■ What to do
Reproduce, character for character, the entries from their opening line through the line with "fn write_tokens(f: &mut".

■ Data shown

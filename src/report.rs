//! The phase-by-phase analysis report.

use std::fmt;

use log::warn;

use crate::error::LexicalError;
use crate::lexer::TokenStream;
use crate::semantic::SemanticReport;
use crate::syntax::{grammar_tree, PRODUCTIONS};

const RULE: &str = "=============================================================================";

/// Aggregate result of one analysis run
#[derive(Debug, Clone, PartialEq, Eq)]
pub struct AnalysisReport {
    pub tokens: TokenStream,
    /// Whether the static grammar overview is part of the report
    pub show_syntax: bool,
    /// `None` when the tokenizer failed or the semantic phase was skipped
    pub semantic: Option<SemanticReport>,
}

impl AnalysisReport {
    pub fn is_coherent(&self) -> bool {
        self.tokens.is_ok() && self.semantic.as_ref().map_or(false, SemanticReport::is_coherent)
    }

    /// Attach the semantic phase outcome. A tokenizer failure there becomes
    /// the report's lexical error.
    pub fn record_semantics(&mut self, result: Result<SemanticReport, LexicalError>) {
        match result {
            Ok(semantic) => self.semantic = Some(semantic),
            Err(error) => {
                warn!("semantic phase rejected the source: {}", error);
                self.semantic = None;
                self.tokens.error = Some(error);
            }
        }
    }
}

fn write_banner(f: &mut fmt::Formatter<'_>, title: &str) -> fmt::Result {
    writeln!(f)?;
    writeln!(f, "{}", RULE)?;
    writeln!(f, "{:>51}", title)?;
    writeln!(f, "{}", RULE)?;
    writeln!(f)
}

fn write_tokens(f: &mut fmt::Formatter<'_>, stream: &TokenStream) -> fmt::Result {
    write_banner(f, " Phase 1: Lexical Analysis")?;

    for token in &stream.tokens {
        writeln!(f, "{}", token)?;
    }
    if let Some(ref error) = stream.error {
        writeln!(f, "Error: {}", error)?;
    }
    Ok(())
}

fn write_syntax(f: &mut fmt::Formatter<'_>) -> fmt::Result {
    write_banner(f, " Phase 2: Syntax Analysis")?;
    write!(f, "{}", grammar_tree(PRODUCTIONS))
}

fn write_semantic(f: &mut fmt::Formatter<'_>, report: &SemanticReport) -> fmt::Result {
    write_banner(f, " Phase 3: Semantic Analysis")?;

    writeln!(f, "[Symbol Table]")?;
    writeln!(f)?;
    writeln!(f, "{:>9}{:>12}{:>8}{:>20}", "Scope", "Identifier", "Type", "Name")?;
    writeln!(f)?;
    for symbol in report.symbols.iter() {
        writeln!(
            f,
            "{:>9}{:>12}{:>8}{:>20}",
            symbol.scope.to_string(),
            symbol.kind.to_string(),
            symbol.declared_type,
            symbol.name
        )?;
    }
    writeln!(f)?;

    writeln!(f, "[Type Checking]")?;
    writeln!(f)?;
    for description in report.symbols.iter().filter_map(|s| s.description()) {
        writeln!(f, "{}", description)?;
    }
    writeln!(f)?;

    for verdict in &report.verdicts {
        if let Some(section) = verdict.check.section() {
            writeln!(f, "{}", section)?;
            writeln!(f)?;
        }
        writeln!(f, "{}", verdict)?;
        if !verdict.passed() {
            return Ok(());
        }
        writeln!(f)?;
    }

    if report.is_coherent() {
        writeln!(f, "The flow of the program is semantically coherent.")?;
    }
    Ok(())
}

impl fmt::Display for AnalysisReport {
    fn fmt(&self, f: &mut fmt::Formatter<'_>) -> fmt::Result {
        write_tokens(f, &self.tokens)?;
        if !self.tokens.is_ok() {
            return Ok(());
        }

        if self.show_syntax {
            write_syntax(f)?;
        }
        if let Some(ref semantic) = self.semantic {
            write_semantic(f, semantic)?;
        }
        Ok(())
    }
}

#[cfg(test)]
mod tests {
    use super::*;
    use crate::lexer::{Token, TokenKind};

    fn report() -> AnalysisReport {
        AnalysisReport {
            tokens: TokenStream {
                tokens: vec![Token::new(TokenKind::Identifier, "x", 1, 1)],
                error: None,
            },
            show_syntax: false,
            semantic: None,
        }
    }

    #[test]
    fn semantic_tokenize_failure_is_reported() {
        let mut report = report();
        report.record_semantics(Err(LexicalError::UnrecognizedToken {
            text: "$".into(),
            line: 1,
            column: 3,
        }));

        assert!(report.semantic.is_none());
        assert!(!report.is_coherent());
        assert!(report.to_string().ends_with("Token(Type: IDENTIFIER, Value: 'x')\nError: unrecognized token: $\n"));
    }

    #[test]
    fn semantic_result_is_kept() {
        let mut report = report();
        report.record_semantics(Ok(SemanticReport {
            symbols: Default::default(),
            verdicts: Vec::new(),
        }));

        assert!(report.tokens.is_ok());
        assert!(report.to_string().contains("Phase 3: Semantic Analysis"));
    }
}
//! Error types shared by the analysis phases.

use std::io;
use std::path::PathBuf;

use thiserror::Error as ThisError;

/// A fatal tokenizer error. Halts the whole pipeline.
#[derive(Debug, Clone, PartialEq, Eq, ThisError)]
pub enum LexicalError {
    #[error("unrecognized token: {text}")]
    UnrecognizedToken {
        text: String,
        line: usize,
        column: usize,
    },

    #[error("missing tokens after '{stream}'")]
    MissingStreamOperand {
        stream: String,
        line: usize,
        column: usize,
    },
}

impl LexicalError {
    /// 1-based (line, column) of the offending text
    pub fn position(&self) -> (usize, usize) {
        match *self {
            LexicalError::UnrecognizedToken { line, column, .. }
            | LexicalError::MissingStreamOperand { line, column, .. } => (line, column),
        }
    }

    /// Length of the offending text, for underlining
    pub fn span_len(&self) -> usize {
        match self {
            LexicalError::UnrecognizedToken { text, .. } => text.len().max(1),
            LexicalError::MissingStreamOperand { stream, .. } => stream.len(),
        }
    }
}

/// Errors that stop a run before any phase starts
#[derive(Debug, ThisError)]
pub enum AnalysisError {
    #[error("unable to open file '{}'", .path.display())]
    UnreadableSource {
        path: PathBuf,
        #[source]
        source: io::Error,
    },
}
//! Lexer module for tokenizing source lines.

mod scanner;
mod token;
mod tokenizer;

pub use scanner::Scanner;
pub use token::{is_type_keyword, lookup_word, Stream, Token, TokenKind, LIBRARY_NAMES, TYPE_KEYWORDS};
pub use tokenizer::{tokenize, tokenize_line, LineTokenizer, TokenStream};
//! Diagnostic reporting for lexical errors and semantic violations.

mod reporter;

pub use reporter::DiagnosticReporter;

use colored::Colorize;
use std::fmt;

use crate::error::LexicalError;
use crate::semantic::{Symbol, Violation};

/// Location in source code
#[derive(Debug, Clone, PartialEq, Eq)]
pub struct SourceLocation {
    pub file: String,
    pub line: usize,
    pub column: usize,
    pub length: usize,
}

impl SourceLocation {
    pub fn new(file: &str, line: usize, column: usize, length: usize) -> Self {
        Self {
            file: file.to_string(),
            line,
            column,
            length,
        }
    }
}

impl fmt::Display for SourceLocation {
    fn fmt(&self, f: &mut fmt::Formatter<'_>) -> fmt::Result {
        write!(f, "{}:{}:{}", self.file, self.line, self.column)
    }
}

/// Severity level of a diagnostic
#[derive(Debug, Clone, Copy, PartialEq, Eq)]
pub enum DiagnosticLevel {
    Error,
    Warning,
}

impl fmt::Display for DiagnosticLevel {
    fn fmt(&self, f: &mut fmt::Formatter<'_>) -> fmt::Result {
        match self {
            DiagnosticLevel::Error => write!(f, "{}", "error".red().bold()),
            DiagnosticLevel::Warning => write!(f, "{}", "warning".yellow().bold()),
        }
    }
}

/// A diagnostic with source context
#[derive(Debug, Clone)]
pub struct Diagnostic {
    pub level: DiagnosticLevel,
    pub code: String,
    pub message: String,
    pub location: Option<SourceLocation>,
    pub source_line: Option<String>,
    pub labels: Vec<(usize, usize, String)>, // (column, length, label)
    pub help: Option<String>,
}

impl Diagnostic {
    pub fn error(code: &str, message: impl Into<String>) -> Self {
        Self::new(DiagnosticLevel::Error, code, message)
    }

    pub fn warning(code: &str, message: impl Into<String>) -> Self {
        Self::new(DiagnosticLevel::Warning, code, message)
    }

    fn new(level: DiagnosticLevel, code: &str, message: impl Into<String>) -> Self {
        Self {
            level,
            code: code.to_string(),
            message: message.into(),
            location: None,
            source_line: None,
            labels: Vec::new(),
            help: None,
        }
    }

    /// Diagnostic for a tokenizer failure
    pub fn lexical(error: &LexicalError) -> Self {
        match error {
            LexicalError::UnrecognizedToken { .. } => {
                Diagnostic::error(codes::UNRECOGNIZED_TOKEN, error.to_string())
                    .with_help("only the statements of the supported subset can be analyzed")
            }
            LexicalError::MissingStreamOperand { stream, .. } => {
                Diagnostic::error(codes::MISSING_STREAM_OPERAND, error.to_string()).with_help(
                    format!("a stream statement continues on the same line, e.g. `{} << value;`", stream),
                )
            }
        }
    }

    /// Diagnostic for a failed semantic check
    pub fn violation(violation: &Violation) -> Self {
        let code = match violation {
            Violation::InvalidStreamOperator { .. } => codes::INVALID_STREAM_OPERATOR,
            Violation::MissingNamespace { .. } => codes::MISSING_NAMESPACE,
            Violation::UndeclaredIdentifier { .. } => codes::UNDECLARED_IDENTIFIER,
            Violation::IncompatibleOperands { .. } => codes::INCOMPATIBLE_OPERANDS,
            Violation::InvalidReturn { .. } => codes::INVALID_RETURN,
            Violation::MissingIoLibrary { .. } => codes::MISSING_IO_LIBRARY,
        };

        Diagnostic::error(code, violation.to_string()).with_help(violation.detail())
    }

    /// Warning for a name declared a second time
    pub fn redeclaration(symbol: &Symbol, first: &Symbol) -> Self {
        Diagnostic::warning(
            codes::REDECLARED_NAME,
            format!("'{}' is declared more than once", symbol.name),
        )
        .with_help(format!(
            "lookups use the first declaration (line {}, {})",
            first.line, first.declared_type
        ))
    }

    pub fn with_location(mut self, location: SourceLocation) -> Self {
        self.location = Some(location);
        self
    }

    pub fn with_source_line(mut self, line: impl Into<String>) -> Self {
        self.source_line = Some(line.into());
        self
    }

    pub fn with_label(mut self, column: usize, length: usize, label: impl Into<String>) -> Self {
        self.labels.push((column, length, label.into()));
        self
    }

    pub fn with_help(mut self, help: impl Into<String>) -> Self {
        self.help = Some(help.into());
        self
    }

    pub fn is_error(&self) -> bool {
        matches!(self.level, DiagnosticLevel::Error)
    }
}

impl fmt::Display for Diagnostic {
    fn fmt(&self, f: &mut fmt::Formatter<'_>) -> fmt::Result {
        // Header: error[E001]: message
        writeln!(f, "{}[{}]: {}", self.level, self.code.cyan(), self.message)?;

        if let Some(ref loc) = self.location {
            let line_num_width = loc.line.to_string().len();
            let padding = " ".repeat(line_num_width);

            writeln!(f, "{}--> {}", padding, loc.to_string().blue())?;
            writeln!(f, "{} {}", padding, "|".blue())?;

            if let Some(ref source) = self.source_line {
                writeln!(f, "{} {} {}", loc.line.to_string().blue().bold(), "|".blue(), source)?;

                for (column, length, label) in &self.labels {
                    let underline_padding = " ".repeat(column.saturating_sub(1));
                    let underline = "^".repeat(*length);

                    let (underline, label) = match self.level {
                        DiagnosticLevel::Error => (underline.red().bold(), label.red()),
                        DiagnosticLevel::Warning => (underline.yellow().bold(), label.yellow()),
                    };

                    writeln!(
                        f,
                        "{} {} {}{} {}",
                        padding,
                        "|".blue(),
                        underline_padding,
                        underline,
                        label
                    )?;
                }
            }

            writeln!(f, "{} {}", padding, "|".blue())?;
        }

        if let Some(ref help) = self.help {
            writeln!(f, "   {} {}: {}", "=".blue(), "help".green().bold(), help)?;
        }

        Ok(())
    }
}

/// Diagnostic codes
pub mod codes {
    // Lexical errors (E0xx)
    pub const UNRECOGNIZED_TOKEN: &str = "E001";
    pub const MISSING_STREAM_OPERAND: &str = "E002";

    // Directive and stream errors (E1xx)
    pub const INVALID_STREAM_OPERATOR: &str = "E100";
    pub const MISSING_NAMESPACE: &str = "E101";

    // Name and type errors (E2xx)
    pub const UNDECLARED_IDENTIFIER: &str = "E200";
    pub const INCOMPATIBLE_OPERANDS: &str = "E201";
    pub const INVALID_RETURN: &str = "E202";

    // Library errors (E3xx)
    pub const MISSING_IO_LIBRARY: &str = "E300";

    // Warnings (W0xx)
    pub const REDECLARED_NAME: &str = "W001";
}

■ Answer space
filename src/report.rs
//! The phase-by-phase analysis report.

use std::fmt;

use log::warn;

use crate::error::LexicalError;
use crate::lexer::TokenStream;
use crate::semantic::SemanticReport;
use crate::syntax::{grammar_tree, PRODUCTIONS};

const RULE: &str = "=============================================================================";

/// Aggregate result of one analysis run
#[derive(Debug, Clone, PartialEq, Eq)]
pub struct AnalysisReport {
    pub tokens: TokenStream,
    /// Whether the static grammar overview is part of the report
    pub show_syntax: bool,
    /// `None` when the tokenizer failed or the semantic phase was skipped
    pub semantic: Option<SemanticReport>,
}

impl AnalysisReport {
    pub fn is_coherent(&self) -> bool {
        self.tokens.is_ok() && self.semantic.as_ref().map_or(false, SemanticReport::is_coherent)
    }

    /// Attach the semantic phase outcome. A tokenizer failure there becomes
    /// the report's lexical error.
    pub fn record_semantics(&mut self, result: Result<SemanticReport, LexicalError>) {
        match result {
            Ok(semantic) => self.semantic = Some(semantic),
            Err(error) => {
                warn!("semantic phase rejected the source: {}", error);
                self.semantic = None;
                self.tokens.error = Some(error);
            }
        }
    }
}

fn write_banner(f: &mut fmt::Formatter<'_>, title: &str) -> fmt::Result {
    writeln!(f)?;
    writeln!(f, "{}", RULE)?;
    writeln!(f, "{:>51}", title)?;
    writeln!(f, "{}", RULE)?;
    writeln!(f)
}

fn write_tokens(f: &mut fmt::Formatter<'_>, stream: &TokenStream) -> fmt::Result {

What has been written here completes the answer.